You Have To Be Lynx-Eyed
to see the faint stars
of the constellation Lynx. So wrote the prosperous brewer Johannes
Hevel (Hewelke) in the busy port town of Danzig, in the mid-1600s.
He became an amateur astronomer as a hobby, and built for himself
an observatory at his home. Only about 40 years after the invention
of the telescope, he chose as a first project to develop an atlas
of the Moon. This work contained the best maps up to that time,
and many of the 250 names shown on his charts are still in use
today. This Selenographia was finished in 1647. However,
unsatisfied with the quality of his telescopic observations owing
to chromatic aberration, Hevelius (this was the Latinized version
of his name) began to make telescopes of increasingly longer focal
lengths. At last he built a telescope with a focal length of 150
feet. This instrument was suspended from a 90-foot mast. Of course,
this proved to be an impractical arrangement, for even the slightest
breeze made it unusable. The mounting burned in the great Danzig
fire of 1679, and Hevelius never again returned to productive
astronomical observing.
Hevelius died in 1687;
but his star chart published in 1690 put forth seven new constellations,
including Lynx. The others, all in the north, included Canes Venatici
(the Hunting Dogs), Lacerta (the Lizard), Leo Minor (the Lion
Cub), Sextans (the Sextant of Urania, first called Sextans Uraniae),
Scutum (the Shield, first called Scutum Sobieskii, the Shield
of John Sobieski, a Polish hero-king), and Vulpecula (the Fox,
first known as Vulpecula et Anser, the Fox and Goose).
Lynx is a winter constellation
that lies directly to the north of Gemini's bright star Castor.
But there are no bright stars in the constellation itself, as
Hevelius pointed out. There is no asterism here, and the only
pattern is of a wobbly line beginning from a point between Dubhe
in Ursa Major and Capella in Auriga, then dropping south and east
toward Leo Minor.
Our drawing associates
the Lynx with the polar regions, fitting with its northern location,
and with its best observation during the winter months. None of
the stars have names, although Lynx's two brightest, Alpha and
38 Lyncis, form a pair distinguished by their location at the
corners of an equilateral triangle with two other similar pairs
in Ursa Major.
Of a number of good multiple
stars in the constellation, one of the best is the triple 38 Lyncis.

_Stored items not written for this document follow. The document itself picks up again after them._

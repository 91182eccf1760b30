use serde::{Deserialize, Serialize};
use uuid::Uuid;

use crate::models::Tag;

// -- JWT Claims --

/// JWT claims issued by the external auth service. This server only verifies
/// them; `sub` is the user id.
#[derive(Debug, Clone, Serialize, Deserialize)]
pub struct Claims {
    pub sub: Uuid,
    pub username: String,
    pub exp: usize,
}

// -- Users --

#[derive(Debug, Deserialize)]
#[serde(deny_unknown_fields)]
pub struct RegisterRequest {
    pub email: String,
    pub username: String,
    pub first_name: String,
    pub last_name: String,
    pub password: String,
}

#[derive(Debug, Serialize)]
pub struct RegisterResponse {
    pub email: String,
    pub id: Uuid,
    pub username: String,
    pub first_name: String,
    pub last_name: String,
}

#[derive(Debug, Clone, Serialize)]
pub struct UserResponse {
    pub email: String,
    pub id: Uuid,
    pub username: String,
    pub first_name: String,
    pub last_name: String,
    pub is_subscribed: bool,
}

#[derive(Debug, Deserialize)]
#[serde(deny_unknown_fields)]
pub struct SetPasswordRequest {
    pub current_password: String,
    pub new_password: String,
}

/// An author the caller follows, with a preview of their latest recipes.
#[derive(Debug, Serialize)]
pub struct SubscriptionResponse {
    #[serde(flatten)]
    pub user: UserResponse,
    pub recipes: Vec<RecipeShort>,
    pub recipes_count: i64,
}

// -- Recipes --

#[derive(Debug, Clone, Deserialize)]
#[serde(deny_unknown_fields)]
pub struct IngredientAmount {
    pub id: i64,
    pub amount: i64,
}

/// Body of both create and update. Update replaces every ingredient line and
/// tag link of the recipe.
#[derive(Debug, Clone, Deserialize)]
#[serde(deny_unknown_fields)]
pub struct RecipeWriteRequest {
    pub ingredients: Vec<IngredientAmount>,
    pub tags: Vec<i64>,
    pub image: String,
    pub name: String,
    pub text: String,
    pub cooking_time: i64,
}

#[derive(Debug, Clone, Serialize)]
pub struct RecipeIngredientResponse {
    pub id: i64,
    pub name: String,
    pub measurement_unit: String,
    pub amount: i64,
}

#[derive(Debug, Clone, Serialize)]
pub struct RecipeResponse {
    pub id: i64,
    pub tags: Vec<Tag>,
    pub author: UserResponse,
    pub ingredients: Vec<RecipeIngredientResponse>,
    pub is_favorited: bool,
    pub is_in_shopping_cart: bool,
    pub name: String,
    pub image: String,
    pub text: String,
    pub cooking_time: i64,
}

#[derive(Debug, Clone, Serialize)]
pub struct RecipeShort {
    pub id: i64,
    pub name: String,
    pub image: String,
    pub cooking_time: i64,
}

// -- Pagination --

#[derive(Debug, Serialize)]
pub struct Page<T> {
    pub count: i64,
    pub next: Option<String>,
    pub previous: Option<String>,
    pub results: Vec<T>,
}

// -- Fixtures --

/// Catalog seed file loaded at startup.
#[derive(Debug, Default, Deserialize)]
#[serde(deny_unknown_fields)]
pub struct CatalogFixtures {
    #[serde(default)]
    pub ingredients: Vec<IngredientFixture>,
    #[serde(default)]
    pub tags: Vec<TagFixture>,
}

#[derive(Debug, Deserialize)]
pub struct IngredientFixture {
    pub name: String,
    pub measurement_unit: String,
}

#[derive(Debug, Deserialize)]
pub struct TagFixture {
    pub name: String,
    pub color: String,
    pub slug: String,
}

#[cfg(test)]
mod tests {
    use serde_json::json;

    use super::*;

    #[test]
    fn subscription_flattens_the_author() {
        let response = SubscriptionResponse {
            user: UserResponse {
                email: "bob@example.com".into(),
                id: Uuid::nil(),
                username: "bob".into(),
                first_name: "Bob".into(),
                last_name: "Baker".into(),
                is_subscribed: true,
            },
            recipes: vec![],
            recipes_count: 4,
        };

        let value = serde_json::to_value(&response).unwrap();
        assert_eq!(value["username"], "bob");
        assert_eq!(value["is_subscribed"], true);
        assert_eq!(value["recipes_count"], 4);
        assert!(value.get("user").is_none());
    }

    #[test]
    fn recipe_body_rejects_unknown_fields() {
        let body = json!({
            "ingredients": [{"id": 1, "amount": 2}],
            "tags": [1],
            "image": "a.png",
            "name": "Soup",
            "text": "Boil.",
            "cooking_time": 5,
        });
        let req: RecipeWriteRequest = serde_json::from_value(body.clone()).unwrap();
        assert_eq!(req.ingredients[0].amount, 2);

        let mut extra = body;
        extra["author"] = json!(1);
        assert!(serde_json::from_value::<RecipeWriteRequest>(extra).is_err());
    }
}
use axum::http::Uri;

use foodgram_types::api::Page;

use crate::error::ApiError;

pub const MAX_PAGE_SIZE: u32 = 100;

/// Page-number pagination: `page` is 1-based, `limit` overrides the
/// configured page size. `limit=0` falls back to the configured size.
#[derive(Debug, Clone, Copy, PartialEq, Eq)]
pub struct Pager {
    pub page: u32,
    pub size: u32,
}

impl Pager {
    pub fn new(page: Option<u32>, limit: Option<u32>, default_size: u32) -> Result<Self, ApiError> {
        let page = page.unwrap_or(1);
        if page == 0 {
            return Err(ApiError::InvalidPage);
        }
        let size = limit
            .filter(|&limit| limit > 0)
            .unwrap_or(default_size)
            .clamp(1, MAX_PAGE_SIZE);
        Ok(Self { page, size })
    }

    pub fn offset(&self) -> u32 {
        (self.page - 1).saturating_mul(self.size)
    }

    /// Wraps one page of results. A page past the last one is an error,
    /// except page 1 of an empty list.
    pub fn wrap<T>(&self, uri: &Uri, count: i64, results: Vec<T>) -> Result<Page<T>, ApiError> {
        let size = i64::from(self.size);
        let last = ((count + size - 1) / size).max(1);
        let page = i64::from(self.page);
        if page > last {
            return Err(ApiError::InvalidPage);
        }

        Ok(Page {
            count,
            next: (page < last).then(|| page_link(uri, self.page + 1)),
            previous: (page > 1).then(|| page_link(uri, self.page - 1)),
            results,
        })
    }
}

/// The request path and query with `page` replaced. Page 1 drops the
/// parameter entirely.
fn page_link(uri: &Uri, page: u32) -> String {
    let mut pairs: Vec<String> = uri
        .query()
        .unwrap_or("")
        .split('&')
        .filter(|pair| !pair.is_empty() && !pair.starts_with("page="))
        .map(str::to_string)
        .collect();
    if page > 1 {
        pairs.push(format!("page={page}"));
    }

    if pairs.is_empty() {
        uri.path().to_string()
    } else {
        format!("{}?{}", uri.path(), pairs.join("&"))
    }
}
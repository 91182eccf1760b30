//! Row types as read from and written to SQLite. Conversion to response
//! types happens in the api crate.

#[derive(Debug, Clone)]
pub struct UserRow {
    pub id: String,
    pub email: String,
    pub username: String,
    pub first_name: String,
    pub last_name: String,
    pub password: String,
    pub created_at: String,
}

pub struct NewUser<'a> {
    pub id: &'a str,
    pub email: &'a str,
    pub username: &'a str,
    pub first_name: &'a str,
    pub last_name: &'a str,
    pub password_hash: &'a str,
}

#[derive(Debug, Clone, PartialEq, Eq)]
pub struct TagRow {
    pub id: i64,
    pub name: String,
    pub color: String,
    pub slug: String,
}

#[derive(Debug, Clone, PartialEq, Eq)]
pub struct IngredientRow {
    pub id: i64,
    pub name: String,
    pub measurement_unit: String,
}

#[derive(Debug, Clone)]
pub struct RecipeRow {
    pub id: i64,
    pub author_id: String,
    pub name: String,
    pub image: String,
    pub text: String,
    pub cooking_time: i64,
    pub pub_date: String,
}

/// Ingredient line of a recipe, joined with the ingredient catalog.
#[derive(Debug, Clone, PartialEq, Eq)]
pub struct RecipeIngredientRow {
    pub recipe_id: i64,
    pub ingredient_id: i64,
    pub name: String,
    pub measurement_unit: String,
    pub amount: i64,
}

/// Everything needed to write a recipe together with its lines and tags.
#[derive(Debug, Clone)]
pub struct RecipeDraft {
    pub name: String,
    pub image: String,
    pub text: String,
    pub cooking_time: i64,
    pub tag_ids: Vec<i64>,
    /// (ingredient id, amount)
    pub ingredients: Vec<(i64, i64)>,
}
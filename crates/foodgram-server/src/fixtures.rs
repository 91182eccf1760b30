use std::path::Path;

use anyhow::Context;
use tracing::{info, warn};

use foodgram_db::Database;
use foodgram_types::api::CatalogFixtures;
use foodgram_types::models::Tag;

/// Loads tags and ingredients from a JSON file. Rows already present are
/// skipped, so the import can run on every start. Returns the number of
/// (tags, ingredients) written.
pub fn load(db: &Database, path: &Path) -> anyhow::Result<(usize, usize)> {
    let raw = std::fs::read_to_string(path).with_context(|| format!("reading fixtures {}", path.display()))?;
    let fixtures: CatalogFixtures =
        serde_json::from_str(&raw).with_context(|| format!("parsing fixtures {}", path.display()))?;
    import(db, &fixtures)
}

pub fn import(db: &Database, fixtures: &CatalogFixtures) -> anyhow::Result<(usize, usize)> {
    let mut tags = 0;
    for tag in &fixtures.tags {
        if !Tag::is_valid_color(&tag.color) {
            warn!("Skipping tag '{}': bad color '{}'", tag.slug, tag.color);
            continue;
        }
        if db.add_tag(&tag.name, &tag.slug, &tag.color)? {
            tags += 1;
        }
    }

    let mut ingredients = 0;
    for ingredient in &fixtures.ingredients {
        if db.add_ingredient(&ingredient.name, &ingredient.measurement_unit)? {
            ingredients += 1;
        }
    }

    info!(
        "Fixtures: {} new tags, {} new ingredients ({} + {} in file)",
        tags,
        ingredients,
        fixtures.tags.len(),
        fixtures.ingredients.len()
    );
    Ok((tags, ingredients))
}
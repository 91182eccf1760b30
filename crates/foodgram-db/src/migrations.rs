use rusqlite::Connection;
use tracing::info;

use crate::Result;

pub fn run(conn: &Connection) -> Result<()> {
    conn.execute_batch("CREATE TABLE IF NOT EXISTS schema_version (version INTEGER NOT NULL);")?;

    let version: i64 =
        conn.query_row("SELECT COALESCE(MAX(version), 0) FROM schema_version", [], |r| r.get(0))?;

    if version < 1 {
        info!("Running migration v1 (initial schema)");
        conn.execute_batch(
            "
            CREATE TABLE users (
                id          TEXT PRIMARY KEY,
                email       TEXT NOT NULL UNIQUE,
                username    TEXT NOT NULL UNIQUE,
                first_name  TEXT NOT NULL,
                last_name   TEXT NOT NULL,
                password    TEXT NOT NULL,
                created_at  TEXT NOT NULL DEFAULT (datetime('now'))
            );

            CREATE TABLE tags (
                id      INTEGER PRIMARY KEY AUTOINCREMENT,
                name    TEXT NOT NULL UNIQUE,
                slug    TEXT NOT NULL UNIQUE,
                color   TEXT NOT NULL
            );

            CREATE TABLE ingredients (
                id                  INTEGER PRIMARY KEY AUTOINCREMENT,
                name                TEXT NOT NULL CHECK (name <> ''),
                measurement_unit    TEXT NOT NULL CHECK (measurement_unit <> ''),
                UNIQUE (name, measurement_unit)
            );

            CREATE TABLE recipes (
                id              INTEGER PRIMARY KEY AUTOINCREMENT,
                author_id       TEXT NOT NULL REFERENCES users(id) ON DELETE CASCADE,
                name            TEXT NOT NULL,
                image           TEXT NOT NULL,
                text            TEXT NOT NULL,
                cooking_time    INTEGER NOT NULL CHECK (cooking_time >= 1),
                pub_date        TEXT NOT NULL DEFAULT (strftime('%Y-%m-%d %H:%M:%f', 'now'))
            );

            CREATE INDEX idx_recipes_pub_date ON recipes(pub_date DESC, id DESC);
            CREATE INDEX idx_recipes_author ON recipes(author_id);

            CREATE TABLE recipe_tags (
                recipe_id   INTEGER NOT NULL REFERENCES recipes(id) ON DELETE CASCADE,
                tag_id      INTEGER NOT NULL REFERENCES tags(id) ON DELETE CASCADE,
                PRIMARY KEY (recipe_id, tag_id)
            );

            CREATE TABLE recipe_ingredients (
                recipe_id       INTEGER NOT NULL REFERENCES recipes(id) ON DELETE CASCADE,
                ingredient_id   INTEGER NOT NULL REFERENCES ingredients(id) ON DELETE CASCADE,
                amount          INTEGER NOT NULL CHECK (amount BETWEEN 1 AND 2147483647),
                PRIMARY KEY (recipe_id, ingredient_id)
            );

            CREATE TABLE favorites (
                user_id     TEXT NOT NULL REFERENCES users(id) ON DELETE CASCADE,
                recipe_id   INTEGER NOT NULL REFERENCES recipes(id) ON DELETE CASCADE,
                created_at  TEXT NOT NULL DEFAULT (datetime('now')),
                PRIMARY KEY (user_id, recipe_id)
            );

            CREATE TABLE shopping_cart (
                user_id     TEXT NOT NULL REFERENCES users(id) ON DELETE CASCADE,
                recipe_id   INTEGER NOT NULL REFERENCES recipes(id) ON DELETE CASCADE,
                created_at  TEXT NOT NULL DEFAULT (datetime('now')),
                PRIMARY KEY (user_id, recipe_id)
            );

            CREATE TABLE follows (
                follower_id TEXT NOT NULL REFERENCES users(id) ON DELETE CASCADE,
                author_id   TEXT NOT NULL REFERENCES users(id) ON DELETE CASCADE,
                created_at  TEXT NOT NULL DEFAULT (datetime('now')),
                PRIMARY KEY (follower_id, author_id),
                CHECK (follower_id <> author_id)
            );

            INSERT INTO schema_version (version) VALUES (1);
            ",
        )?;
    }

    info!("Database migrations complete");
    Ok(())
}
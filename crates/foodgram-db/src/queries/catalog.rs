use std::collections::HashSet;

use rusqlite::{Connection, Row};

use crate::models::{IngredientRow, TagRow};
use crate::queries::{OptionalExt, as_params, placeholders};
use crate::{Database, Result};

impl Database {
    // -- Tags --

    /// Inserts a tag unless one with the same name or slug exists.
    /// Returns whether a row was written.
    pub fn add_tag(&self, name: &str, slug: &str, color: &str) -> Result<bool> {
        self.with_conn(|conn| insert_tag(conn, name, slug, color))
    }

    pub fn list_tags(&self) -> Result<Vec<TagRow>> {
        self.with_conn(select_tags)
    }

    pub fn get_tag(&self, id: i64) -> Result<Option<TagRow>> {
        self.with_conn(|conn| select_tag(conn, id))
    }

    // -- Ingredients --

    pub fn add_ingredient(&self, name: &str, measurement_unit: &str) -> Result<bool> {
        self.with_conn(|conn| insert_ingredient(conn, name, measurement_unit))
    }

    /// Ingredients ordered by name. `name_prefix` is a case-sensitive
    /// starts-with match.
    pub fn list_ingredients(&self, name_prefix: Option<&str>) -> Result<Vec<IngredientRow>> {
        self.with_conn(|conn| select_ingredients(conn, name_prefix))
    }

    pub fn get_ingredient(&self, id: i64) -> Result<Option<IngredientRow>> {
        self.with_conn(|conn| select_ingredient(conn, id))
    }
}

fn tag_from_row(row: &Row<'_>) -> rusqlite::Result<TagRow> {
    Ok(TagRow {
        id: row.get(0)?,
        name: row.get(1)?,
        color: row.get(2)?,
        slug: row.get(3)?,
    })
}

fn ingredient_from_row(row: &Row<'_>) -> rusqlite::Result<IngredientRow> {
    Ok(IngredientRow {
        id: row.get(0)?,
        name: row.get(1)?,
        measurement_unit: row.get(2)?,
    })
}

pub fn insert_tag(conn: &Connection, name: &str, slug: &str, color: &str) -> Result<bool> {
    let changed = conn.execute(
        "INSERT OR IGNORE INTO tags (name, slug, color) VALUES (?1, ?2, ?3)",
        (name, slug, color),
    )?;
    Ok(changed > 0)
}

pub fn select_tags(conn: &Connection) -> Result<Vec<TagRow>> {
    let mut stmt = conn.prepare("SELECT id, name, color, slug FROM tags ORDER BY name")?;
    let rows = stmt
        .query_map([], tag_from_row)?
        .collect::<std::result::Result<Vec<_>, _>>()?;
    Ok(rows)
}

pub fn select_tag(conn: &Connection, id: i64) -> Result<Option<TagRow>> {
    conn.query_row("SELECT id, name, color, slug FROM tags WHERE id = ?1", [id], tag_from_row)
        .optional()
}

/// Tags of each recipe in `recipe_ids`, as (recipe id, tag) pairs.
pub fn select_tags_for_recipes(conn: &Connection, recipe_ids: &[i64]) -> Result<Vec<(i64, TagRow)>> {
    if recipe_ids.is_empty() {
        return Ok(vec![]);
    }

    let sql = format!(
        "SELECT t.id, t.name, t.color, t.slug, rt.recipe_id
         FROM recipe_tags rt
         JOIN tags t ON t.id = rt.tag_id
         WHERE rt.recipe_id IN ({})
         ORDER BY t.name",
        placeholders(recipe_ids.len())
    );
    let mut stmt = conn.prepare(&sql)?;
    let rows = stmt
        .query_map(as_params(recipe_ids).as_slice(), |row| Ok((row.get(4)?, tag_from_row(row)?)))?
        .collect::<std::result::Result<Vec<_>, _>>()?;
    Ok(rows)
}

/// Subset of `ids` that exist in the tag catalog.
pub fn existing_tag_ids(conn: &Connection, ids: &[i64]) -> Result<HashSet<i64>> {
    existing_ids(conn, "tags", ids)
}

pub fn insert_ingredient(conn: &Connection, name: &str, measurement_unit: &str) -> Result<bool> {
    let changed = conn.execute(
        "INSERT OR IGNORE INTO ingredients (name, measurement_unit) VALUES (?1, ?2)",
        (name, measurement_unit),
    )?;
    Ok(changed > 0)
}

pub fn select_ingredients(conn: &Connection, name_prefix: Option<&str>) -> Result<Vec<IngredientRow>> {
    // substr() keeps the match case-sensitive, unlike LIKE.
    let mut stmt = conn.prepare(
        "SELECT id, name, measurement_unit FROM ingredients
         WHERE ?1 IS NULL OR substr(name, 1, length(?1)) = ?1
         ORDER BY name, measurement_unit",
    )?;
    let rows = stmt
        .query_map([name_prefix], ingredient_from_row)?
        .collect::<std::result::Result<Vec<_>, _>>()?;
    Ok(rows)
}

pub fn select_ingredient(conn: &Connection, id: i64) -> Result<Option<IngredientRow>> {
    conn.query_row(
        "SELECT id, name, measurement_unit FROM ingredients WHERE id = ?1",
        [id],
        ingredient_from_row,
    )
    .optional()
}

pub fn existing_ingredient_ids(conn: &Connection, ids: &[i64]) -> Result<HashSet<i64>> {
    existing_ids(conn, "ingredients", ids)
}

fn existing_ids(conn: &Connection, table: &str, ids: &[i64]) -> Result<HashSet<i64>> {
    if ids.is_empty() {
        return Ok(HashSet::new());
    }

    let sql = format!("SELECT id FROM {table} WHERE id IN ({})", placeholders(ids.len()));
    let mut stmt = conn.prepare(&sql)?;
    let found = stmt
        .query_map(as_params(ids).as_slice(), |row| row.get(0))?
        .collect::<std::result::Result<HashSet<i64>, _>>()?;
    Ok(found)
}
use axum::{
    Json,
    extract::State,
    response::IntoResponse,
};
use serde::Deserialize;

use crate::error::ApiError;
use crate::extract::{Path, Query};
use crate::present;
use crate::state::{AppState, blocking};

pub async fn list_tags(State(state): State<AppState>) -> Result<impl IntoResponse, ApiError> {
    let tags = blocking(&state, |db| Ok(db.list_tags()?)).await?;
    Ok(Json(tags.into_iter().map(present::tag).collect::<Vec<_>>()))
}

pub async fn get_tag(State(state): State<AppState>, Path(id): Path<i64>) -> Result<impl IntoResponse, ApiError> {
    let tag = blocking(&state, move |db| Ok(db.get_tag(id)?))
        .await?
        .ok_or(ApiError::NotFound)?;
    Ok(Json(present::tag(tag)))
}

#[derive(Debug, Deserialize)]
pub struct IngredientQuery {
    /// Name prefix.
    pub name: Option<String>,
}

pub async fn list_ingredients(
    State(state): State<AppState>,
    Query(query): Query<IngredientQuery>,
) -> Result<impl IntoResponse, ApiError> {
    let rows = blocking(&state, move |db| Ok(db.list_ingredients(query.name.as_deref())?)).await?;
    Ok(Json(rows.into_iter().map(present::ingredient).collect::<Vec<_>>()))
}

pub async fn get_ingredient(
    State(state): State<AppState>,
    Path(id): Path<i64>,
) -> Result<impl IntoResponse, ApiError> {
    let row = blocking(&state, move |db| Ok(db.get_ingredient(id)?))
        .await?
        .ok_or(ApiError::NotFound)?;
    Ok(Json(present::ingredient(row)))
}
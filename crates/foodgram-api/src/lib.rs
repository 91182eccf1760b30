pub mod catalog;
pub mod error;
pub mod extract;
pub mod middleware;
pub mod pagination;
pub mod present;
pub mod recipes;
pub mod shopping;
pub mod state;
pub mod users;
pub mod validation;

use axum::{
    Router,
    middleware::from_fn_with_state,
    routing::{get, post},
};

use crate::state::AppState;

/// Every `/api` route. Authentication runs on all of them; handlers that
/// need a user take [`middleware::CurrentUser`].
pub fn router(state: AppState) -> Router {
    let api = Router::new()
        .route("/users", get(users::list_users).post(users::register))
        .route("/users/me", get(users::me))
        .route("/users/set_password", post(users::set_password))
        .route("/users/subscriptions", get(users::subscriptions))
        .route("/users/{id}", get(users::get_user))
        .route(
            "/users/{id}/subscribe",
            post(users::subscribe).delete(users::unsubscribe),
        )
        .route("/tags", get(catalog::list_tags))
        .route("/tags/{id}", get(catalog::get_tag))
        .route("/ingredients", get(catalog::list_ingredients))
        .route("/ingredients/{id}", get(catalog::get_ingredient))
        .route("/recipes", get(recipes::list_recipes).post(recipes::create_recipe))
        .route("/recipes/download_shopping_cart", get(shopping::download_shopping_cart))
        .route(
            "/recipes/{id}",
            get(recipes::get_recipe)
                .patch(recipes::update_recipe)
                .delete(recipes::delete_recipe),
        )
        .route(
            "/recipes/{id}/favorite",
            post(recipes::add_favorite).delete(recipes::remove_favorite),
        )
        .route(
            "/recipes/{id}/shopping_cart",
            post(recipes::add_to_cart).delete(recipes::remove_from_cart),
        )
        .layer(from_fn_with_state(state.clone(), middleware::authenticate));

    Router::new().nest("/api", api).with_state(state)
}
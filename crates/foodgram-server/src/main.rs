mod config;
mod fixtures;

use std::net::SocketAddr;

use tower_http::cors::CorsLayer;
use tower_http::trace::TraceLayer;
use tracing::{info, warn};

use foodgram_api::state::AppStateInner;
use foodgram_db::Database;

use crate::config::Config;

#[tokio::main]
async fn main() -> anyhow::Result<()> {
    // Load .env if present
    let _ = dotenvy::dotenv();

    tracing_subscriber::fmt()
        .with_env_filter(
            tracing_subscriber::EnvFilter::try_from_default_env()
                .unwrap_or_else(|_| "foodgram=debug,tower_http=debug".into()),
        )
        .init();

    let config = Config::from_env()?;

    let db = Database::open(&config.db_path)?;
    if let Some(path) = &config.fixtures {
        fixtures::load(&db, path)?;
    }

    let state = AppStateInner::new(db, config.jwt_secret, config.page_size);

    let app = foodgram_api::router(state)
        .layer(CorsLayer::permissive())
        .layer(TraceLayer::new_for_http());

    let addr: SocketAddr = format!("{}:{}", config.host, config.port).parse()?;
    info!("Foodgram listening on {}", addr);

    let listener = tokio::net::TcpListener::bind(addr).await?;
    axum::serve(listener, app)
        .with_graceful_shutdown(shutdown_signal())
        .await?;

    info!("Server stopped");
    Ok(())
}

async fn shutdown_signal() {
    let ctrl_c = tokio::signal::ctrl_c();
    #[cfg(unix)]
    {
        use tokio::signal::unix::{SignalKind, signal};

        match signal(SignalKind::terminate()) {
            Ok(mut sigterm) => {
                tokio::select! {
                    _ = ctrl_c => info!("Received Ctrl+C, shutting down..."),
                    _ = sigterm.recv() => info!("Received SIGTERM, shutting down..."),
                }
            }
            Err(e) => {
                warn!("SIGTERM handler unavailable: {}", e);
                ctrl_c.await.ok();
                info!("Received Ctrl+C, shutting down...");
            }
        }
    }
    #[cfg(not(unix))]
    {
        ctrl_c.await.ok();
        info!("Received Ctrl+C, shutting down...");
    }
}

A 3.9-magnitude star is accompanied by a 6.6-magnitude star 3
arc seconds distant and a third star 88 arc seconds away at magnitude
10.8.
Another challenge for
small telescopes is the triple system 12 Lyncis. These stars are
about 200 light years away. Companion B is 1.7" from the
primary, and companion C is separated by 8.7". A medium sized
telescope should enable you to resolve all three of these 5th,
6th and 7th magnitude stars.
From 12 Lyncis, star-hop
to Struve 958 by moving four degrees south, past 13 Lyncis, and
slightly east, about three arc minutes. Here you will find a binary,
two 6th magnitude stars 4.9" apart, with a third (11th magnitude)
star nearby.
Kui 37 is one binary better
known by another name: 10 Ursae Majoris. With a proper motion
toward the west, this star has moved from Ursa Major to Lynx but
kept its old name. It is a close visual binary with the companion
revolving its primary every 21.9 years.
Deep sky objects in Lynx
include the most distant of all globular clusters, 210,000 light
years away from the center of the Milky Way. This is actually
farther than the Large Magellanic Cloud, and this cluster, NGC
2419, has been called the Intergalactic Wanderer. None of the
individual stars are brighter than 17th magnitude, yet the total
cluster achieves a magnitude of 11.5. A large cluster, with a
diameter of about 400 light years, it shows as an object 4 minutes
across. The total luminosity of the cluster equals 175,000 suns.
There are a number of
faint galaxies in this part of the sky. The best of these is NGC
2683, a spiral galaxy which we see nearly edge-on, and so its
spiral structure is difficult to discern. In true-color photographs,
it shows a red color where dust on the nearer side of the galaxy
obscures and reddens the light coming from the more distant side.
The galaxy occupies an area about 9.3 × 1.3 arc minutes
in size and shines at a magnitude of just under 10.